DATA PROVIDED »
::::::

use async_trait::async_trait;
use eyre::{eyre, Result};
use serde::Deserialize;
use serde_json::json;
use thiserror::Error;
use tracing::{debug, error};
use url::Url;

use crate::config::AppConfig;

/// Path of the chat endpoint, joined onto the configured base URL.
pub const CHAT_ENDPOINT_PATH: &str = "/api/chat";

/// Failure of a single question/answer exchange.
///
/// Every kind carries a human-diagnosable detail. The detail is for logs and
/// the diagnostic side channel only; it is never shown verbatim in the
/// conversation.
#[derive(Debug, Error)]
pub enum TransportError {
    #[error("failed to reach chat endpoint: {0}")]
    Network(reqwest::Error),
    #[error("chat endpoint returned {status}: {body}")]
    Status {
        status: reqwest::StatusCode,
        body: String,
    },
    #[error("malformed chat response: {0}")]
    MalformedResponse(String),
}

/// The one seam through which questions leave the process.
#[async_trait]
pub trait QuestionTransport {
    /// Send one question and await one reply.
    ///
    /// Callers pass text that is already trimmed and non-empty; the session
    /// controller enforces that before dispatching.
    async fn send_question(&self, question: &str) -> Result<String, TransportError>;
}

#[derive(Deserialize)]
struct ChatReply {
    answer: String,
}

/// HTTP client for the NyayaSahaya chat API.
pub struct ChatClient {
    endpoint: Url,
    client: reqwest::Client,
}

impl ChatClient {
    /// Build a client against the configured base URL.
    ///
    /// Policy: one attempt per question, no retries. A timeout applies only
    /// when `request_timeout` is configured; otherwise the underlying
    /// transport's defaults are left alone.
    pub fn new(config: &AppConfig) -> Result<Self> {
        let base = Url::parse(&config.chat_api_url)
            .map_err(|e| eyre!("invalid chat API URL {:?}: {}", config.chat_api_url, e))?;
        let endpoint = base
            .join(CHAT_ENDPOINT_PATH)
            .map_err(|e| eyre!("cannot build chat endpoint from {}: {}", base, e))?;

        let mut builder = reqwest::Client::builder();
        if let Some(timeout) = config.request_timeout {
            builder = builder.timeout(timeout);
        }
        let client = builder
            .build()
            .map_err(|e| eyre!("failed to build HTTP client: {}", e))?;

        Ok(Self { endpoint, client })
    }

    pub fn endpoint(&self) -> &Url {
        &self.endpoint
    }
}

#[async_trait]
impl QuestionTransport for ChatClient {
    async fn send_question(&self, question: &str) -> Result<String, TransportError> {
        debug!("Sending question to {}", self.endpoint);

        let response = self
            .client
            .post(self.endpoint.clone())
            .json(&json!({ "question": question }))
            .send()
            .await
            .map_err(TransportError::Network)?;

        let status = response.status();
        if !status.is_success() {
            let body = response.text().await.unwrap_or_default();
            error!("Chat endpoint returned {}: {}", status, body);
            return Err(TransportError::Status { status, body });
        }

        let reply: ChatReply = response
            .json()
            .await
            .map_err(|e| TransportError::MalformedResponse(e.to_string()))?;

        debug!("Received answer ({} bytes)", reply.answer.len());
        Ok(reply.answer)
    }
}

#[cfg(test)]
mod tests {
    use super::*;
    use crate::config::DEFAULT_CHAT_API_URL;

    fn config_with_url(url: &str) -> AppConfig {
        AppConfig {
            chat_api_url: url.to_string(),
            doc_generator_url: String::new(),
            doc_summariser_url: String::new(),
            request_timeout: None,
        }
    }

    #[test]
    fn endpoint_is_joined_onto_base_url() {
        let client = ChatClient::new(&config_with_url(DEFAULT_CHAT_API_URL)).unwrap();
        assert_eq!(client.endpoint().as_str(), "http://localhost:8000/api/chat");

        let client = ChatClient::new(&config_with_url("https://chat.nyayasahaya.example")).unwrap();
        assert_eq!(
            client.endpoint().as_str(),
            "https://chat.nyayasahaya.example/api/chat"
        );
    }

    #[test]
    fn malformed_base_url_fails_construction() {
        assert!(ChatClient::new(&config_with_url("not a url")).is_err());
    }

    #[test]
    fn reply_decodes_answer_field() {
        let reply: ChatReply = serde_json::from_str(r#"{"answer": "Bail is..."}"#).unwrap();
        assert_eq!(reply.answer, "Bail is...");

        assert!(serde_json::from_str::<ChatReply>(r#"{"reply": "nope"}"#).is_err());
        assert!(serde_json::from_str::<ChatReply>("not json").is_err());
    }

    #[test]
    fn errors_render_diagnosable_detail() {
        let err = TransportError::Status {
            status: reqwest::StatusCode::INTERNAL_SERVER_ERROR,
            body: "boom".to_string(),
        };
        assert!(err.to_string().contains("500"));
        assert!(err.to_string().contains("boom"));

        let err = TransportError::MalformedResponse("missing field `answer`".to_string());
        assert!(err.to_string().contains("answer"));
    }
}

::::::

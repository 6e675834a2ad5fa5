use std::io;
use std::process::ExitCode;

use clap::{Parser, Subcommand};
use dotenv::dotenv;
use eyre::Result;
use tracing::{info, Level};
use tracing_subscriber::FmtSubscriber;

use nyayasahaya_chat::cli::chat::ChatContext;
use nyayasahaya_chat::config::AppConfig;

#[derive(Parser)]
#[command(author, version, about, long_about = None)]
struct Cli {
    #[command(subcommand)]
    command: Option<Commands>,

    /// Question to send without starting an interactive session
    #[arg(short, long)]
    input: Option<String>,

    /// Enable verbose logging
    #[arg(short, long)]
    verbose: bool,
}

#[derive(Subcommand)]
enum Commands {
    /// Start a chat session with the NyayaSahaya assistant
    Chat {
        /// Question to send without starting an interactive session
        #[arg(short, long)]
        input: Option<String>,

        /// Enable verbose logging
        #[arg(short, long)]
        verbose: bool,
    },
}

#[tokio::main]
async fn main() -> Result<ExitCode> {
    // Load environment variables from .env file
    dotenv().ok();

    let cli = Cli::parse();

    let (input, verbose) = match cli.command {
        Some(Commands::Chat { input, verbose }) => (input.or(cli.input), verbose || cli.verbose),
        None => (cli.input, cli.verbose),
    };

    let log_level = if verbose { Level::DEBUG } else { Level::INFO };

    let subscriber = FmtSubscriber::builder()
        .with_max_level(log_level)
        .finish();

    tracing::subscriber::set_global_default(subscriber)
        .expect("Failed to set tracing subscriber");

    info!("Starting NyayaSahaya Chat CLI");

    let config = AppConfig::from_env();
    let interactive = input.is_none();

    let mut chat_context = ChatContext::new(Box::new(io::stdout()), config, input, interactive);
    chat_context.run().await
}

::::::

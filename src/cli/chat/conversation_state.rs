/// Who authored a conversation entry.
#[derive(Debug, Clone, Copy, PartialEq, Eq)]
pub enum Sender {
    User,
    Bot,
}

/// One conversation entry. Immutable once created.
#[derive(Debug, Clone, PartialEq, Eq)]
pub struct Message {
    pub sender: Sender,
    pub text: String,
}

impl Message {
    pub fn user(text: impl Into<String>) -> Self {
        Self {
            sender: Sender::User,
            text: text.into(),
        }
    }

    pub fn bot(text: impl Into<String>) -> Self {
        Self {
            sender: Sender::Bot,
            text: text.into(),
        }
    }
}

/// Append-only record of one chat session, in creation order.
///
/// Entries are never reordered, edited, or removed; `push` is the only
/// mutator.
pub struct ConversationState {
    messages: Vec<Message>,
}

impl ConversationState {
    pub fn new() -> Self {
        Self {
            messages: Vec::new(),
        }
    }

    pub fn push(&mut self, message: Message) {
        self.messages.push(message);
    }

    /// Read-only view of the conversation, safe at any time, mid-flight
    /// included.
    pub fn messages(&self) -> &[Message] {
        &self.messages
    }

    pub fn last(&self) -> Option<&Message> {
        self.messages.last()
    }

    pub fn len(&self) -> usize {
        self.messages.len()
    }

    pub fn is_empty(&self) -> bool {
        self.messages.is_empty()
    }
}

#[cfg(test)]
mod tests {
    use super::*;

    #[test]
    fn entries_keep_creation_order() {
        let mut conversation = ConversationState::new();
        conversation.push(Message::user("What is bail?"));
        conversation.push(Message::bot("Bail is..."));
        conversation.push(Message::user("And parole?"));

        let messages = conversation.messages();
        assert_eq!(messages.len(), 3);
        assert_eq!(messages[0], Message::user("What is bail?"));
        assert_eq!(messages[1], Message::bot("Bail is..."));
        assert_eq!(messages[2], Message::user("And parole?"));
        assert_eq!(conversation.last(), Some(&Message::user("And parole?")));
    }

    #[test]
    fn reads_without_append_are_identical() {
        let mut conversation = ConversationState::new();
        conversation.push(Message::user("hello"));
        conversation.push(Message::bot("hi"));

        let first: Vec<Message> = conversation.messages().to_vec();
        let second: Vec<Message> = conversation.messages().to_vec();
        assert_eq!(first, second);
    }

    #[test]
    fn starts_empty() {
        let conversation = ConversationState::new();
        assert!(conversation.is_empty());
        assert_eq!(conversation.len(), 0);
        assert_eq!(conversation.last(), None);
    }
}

::::::

The output should be exactly the lines above from the line containing "use async_trait::async_trait;" to the line containing "#[derive(Debug, Error)]", inclusive, with no other lines.

ANSWER TO THIS EXERCISE »
use async_trait::async_trait;
use eyre::{eyre, Result};
use serde::Deserialize;
use serde_json::json;
use thiserror::Error;
use tracing::{debug, error};
use url::Url;

use crate::config::AppConfig;

/// Path of the chat endpoint, joined onto the configured base URL.
pub const CHAT_ENDPOINT_PATH: &str = "/api/chat";

/// Failure of a single question/answer exchange.
///
/// Every kind carries a human-diagnosable detail. The detail is for logs and
/// the diagnostic side channel only; it is never shown verbatim in the
/// conversation.
#[derive(Debug, Error)]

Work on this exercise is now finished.